Quasi-coherent sheaves $\supset$ locally free sheaves? This question has been completely reformulated following the guidelines in the comments below, to make it clearer where I was able to get and where I can't get out of. Such comments helped me a lot.
Let $(X,\mathscr{O}_{X})$ be a ringed space. Let $\mathscr{F}$ be a sheaf of $\mathscr{O}_{X}$-modules locally free.
Show that $\mathscr{F}$ is a quasi-coherent sheaf of $\mathscr{O}_{X}$-modules.
I've been thinking about the following: $\mathscr{F}$ locally free $\Rightarrow$ $X$ can be covered by open sets $U$ for which $\mathscr{F}|_{U}\cong \bigoplus_{i \in I}\mathscr{O}_{X}|_{U}$, for some set $I$.
As with any $ X $ scheme, the structure sheaf $\mathscr{O}_{X}$ is quasi-coherent, then $X$ can be covered by open affine subsets $U_j=$Spec $A_j$, such that for each $j$ there is an $A_j$-module $M_j$ with $\mathscr{O}_{X}|_{U_j} \cong \widetilde{M_j}$.
So, we have to: $\mathscr{F}|_{U \cap U_j}\cong \bigoplus_{i \in I}\mathscr{O}_{X}|_{U\cap U_j}\cong \bigoplus_{j \in I} \widetilde{M_j}\cong \widetilde{(\bigoplus_{j \in I} M_j)}$. Thus, $\mathscr{F}$is quasi-coherent.
But now I have a question. A quasi-coherent sheaf $\mathscr{F}$ is primarily a sheaf of $\mathscr{O}_X$-modules. So so that I can see that $\mathscr{O}_X$ is quasi-coherent, I have to look at $ \mathscr{O}_X(U)$ as $ (\mathscr{O}_X(U), +)$ a group and therefore a $\mathscr{O}_X(U)$ - module, for each open $U$ in $X$. To make sense of the definition of quasi-coherent in sheaf of rings $\mathscr{O}_{X} $.
Is that correct?
 A: You say at first that $(X,\mathcal{O}_X)$ is a locally ringed space, but then talk about schemes afterwards. Note that there are many locally ringed spaces which are far from being schemes.

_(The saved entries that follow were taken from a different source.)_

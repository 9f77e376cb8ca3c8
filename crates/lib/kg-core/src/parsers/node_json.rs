use std::collections::HashSet;
use std::path::Path;
use std::{error::Error, fmt};

use kg_store::KnowledgeGraphNode;
use serde::Deserialize;
use serde_json::Value;

#[derive(Debug)]
pub enum NodeParseError {
    Io(std::io::Error),
    Json(serde_json::Error),
    /// A record is malformed or misses a required field.
    InvalidRecord { index: usize, reason: String },
    DuplicateId { index: usize, node_id: String },
    Task(String),
}

impl fmt::Display for NodeParseError {
    fn fmt(&self, f: &mut fmt::Formatter<'_>) -> fmt::Result {
        match self {
            Self::Io(err) => write!(f, "Node file error: {err}"),
            Self::Json(err) => write!(f, "Node JSON error: {err}"),
            Self::InvalidRecord { index, reason } => write!(f, "Node record {index}: {reason}"),
            Self::DuplicateId { index, node_id } => {
                write!(f, "Node record {index}: duplicate id {node_id}")
            }
            Self::Task(message) => write!(f, "Node parse task failed: {message}"),
        }
    }
}

impl Error for NodeParseError {}

impl From<std::io::Error> for NodeParseError {
    fn from(err: std::io::Error) -> Self {
        Self::Io(err)
    }
}

impl From<serde_json::Error> for NodeParseError {
    fn from(err: serde_json::Error) -> Self {
        Self::Json(err)
    }
}

impl From<tokio::task::JoinError> for NodeParseError {
    fn from(err: tokio::task::JoinError) -> Self {
        Self::Task(err.to_string())
    }
}

/// Parser for node source files.
///
/// Accepts `{"nodes": [...]}` or a bare array of records. Object-valued
/// `metadata`, `relationships`, and `composition_rules` are kept as compact
/// JSON text.
pub struct NodeJsonParser;

impl NodeJsonParser {
    /// Parses and validates every record; one bad record rejects the input.
    ///
    /// # Errors
    /// Returns `NodeParseError` if the JSON is malformed, a record is
    /// invalid, or two records share an id.
    pub fn parse(json: &str) -> Result<Vec<KnowledgeGraphNode>, NodeParseError> {
        let records = match serde_json::from_str::<Document>(json)? {
            Document::Wrapped { nodes } | Document::Bare(nodes) => nodes,
        };
        let mut seen = HashSet::with_capacity(records.len());
        let mut nodes = Vec::with_capacity(records.len());
        for (index, record) in records.into_iter().enumerate() {
            let node = parse_record(index, record)?;
            if !seen.insert(node.node_id.clone()) {
                return Err(NodeParseError::DuplicateId {
                    index,
                    node_id: node.node_id,
                });
            }
            nodes.push(node);
        }
        Ok(nodes)
    }

    /// Parses on a blocking task.
    ///
    /// # Errors
    /// Returns `NodeParseError` if parsing fails or the task panics.
    pub async fn parse_async(json: String) -> Result<Vec<KnowledgeGraphNode>, NodeParseError> {
        tokio::task::spawn_blocking(move || Self::parse(&json)).await?
    }

    /// Reads and parses a node file.
    ///
    /// # Errors
    /// Returns `NodeParseError` if the file cannot be read or parsed.
    pub async fn parse_file(
        path: impl AsRef<Path>,
    ) -> Result<Vec<KnowledgeGraphNode>, NodeParseError> {
        let json = tokio::fs::read_to_string(path.as_ref()).await?;
        Self::parse_async(json).await
    }
}

#[derive(Deserialize)]
#[serde(untagged)]
enum Document {
    Wrapped { nodes: Vec<Value> },
    Bare(Vec<Value>),
}

#[derive(Deserialize)]
struct RawNode {
    #[serde(alias = "node_id", alias = "nodeId")]
    id: Option<String>,
    title: Option<String>,
    #[serde(default)]
    content: RawContent,
    #[serde(default)]
    metadata: Value,
    #[serde(default)]
    relationships: Value,
    #[serde(default, alias = "semanticTags")]
    semantic_tags: Vec<String>,
    #[serde(default, alias = "compositionRules")]
    composition_rules: Value,
    #[serde(default, alias = "sectionType")]
    section_type: Option<String>,
    #[serde(default)]
    importance: Option<String>,
}

#[derive(Deserialize)]
#[serde(untagged)]
enum RawContent {
    Lines(Vec<String>),
    Text(String),
}

impl Default for RawContent {
    fn default() -> Self {
        Self::Lines(Vec::new())
    }
}

fn parse_record(index: usize, record: Value) -> Result<KnowledgeGraphNode, NodeParseError> {
    let raw: RawNode = serde_json::from_value(record).map_err(|err| {
        NodeParseError::InvalidRecord {
            index,
            reason: err.to_string(),
        }
    })?;
    let content = match raw.content {
        RawContent::Lines(lines) => lines,
        RawContent::Text(text) => text.lines().map(str::to_string).collect(),
    };
    let section_type = raw
        .section_type
        .or_else(|| metadata_key(&raw.metadata, "section_type"));
    let importance = raw
        .importance
        .or_else(|| metadata_key(&raw.metadata, "importance"));

    let node = KnowledgeGraphNode {
        node_id: raw.id.unwrap_or_default(),
        title: raw.title.unwrap_or_default(),
        content,
        metadata: opaque_text(&raw.metadata),
        relationships: opaque_text(&raw.relationships),
        semantic_tags: raw.semantic_tags.into_iter().collect(),
        composition_rules: opaque_text(&raw.composition_rules),
        section_type,
        importance,
    };
    node.validate()
        .map_err(|err| NodeParseError::InvalidRecord {
            index,
            reason: err.to_string(),
        })?;
    Ok(node)
}

fn metadata_key(metadata: &Value, key: &str) -> Option<String> {
    metadata.get(key).and_then(Value::as_str).map(str::to_string)
}

fn opaque_text(value: &Value) -> String {
    match value {
        Value::Null => String::new(),
        Value::String(text) => text.clone(),
        other => other.to_string(),
    }
}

The most likely definition of quasicoherent sheaf on a locally ringed space is a sheaf $\mathcal{F}$ so that there is an open cover $\{U_i\}_{i\in I}$ of $X$ so that over each $U_i$, we have a (possibly infinite) presentation
$$ \mathcal{O}_{U_i}^{\oplus I}\to\mathcal{O}_{U_i}^{\oplus J}\to \mathcal{F}\to 0.$$
Notice that a locally free sheaf $\mathcal{E}$ is of course of this form as there is an open cover $\{U_i\}_{i\in I}$ of the space so that on each $U_i$
$$ 0\to \mathcal{O}_{U_i}^{\oplus J}\xrightarrow{\sim} \mathcal{F}\to 0.$$
In particular, locally free implies quasicoherent.
In the context of schemes, we can define being quasicoherent as being locally of the form $\widetilde{M}_i$ for $M_i$ an $A_i$-module with respect to an open cover $\{\operatorname{spec} A_i\}_{i\in I}$ of the scheme $X$. Then a locally free sheaf can be locally written as $\widetilde{A^{\oplus I}}=\widetilde{A}^{\oplus I}\cong \mathcal{O}_{\operatorname{spec}A_i}^{\oplus I}$ over $\operatorname{spec}A_i$. In particular, a locally free sheaf is a fortiori a quasicoherent sheaf.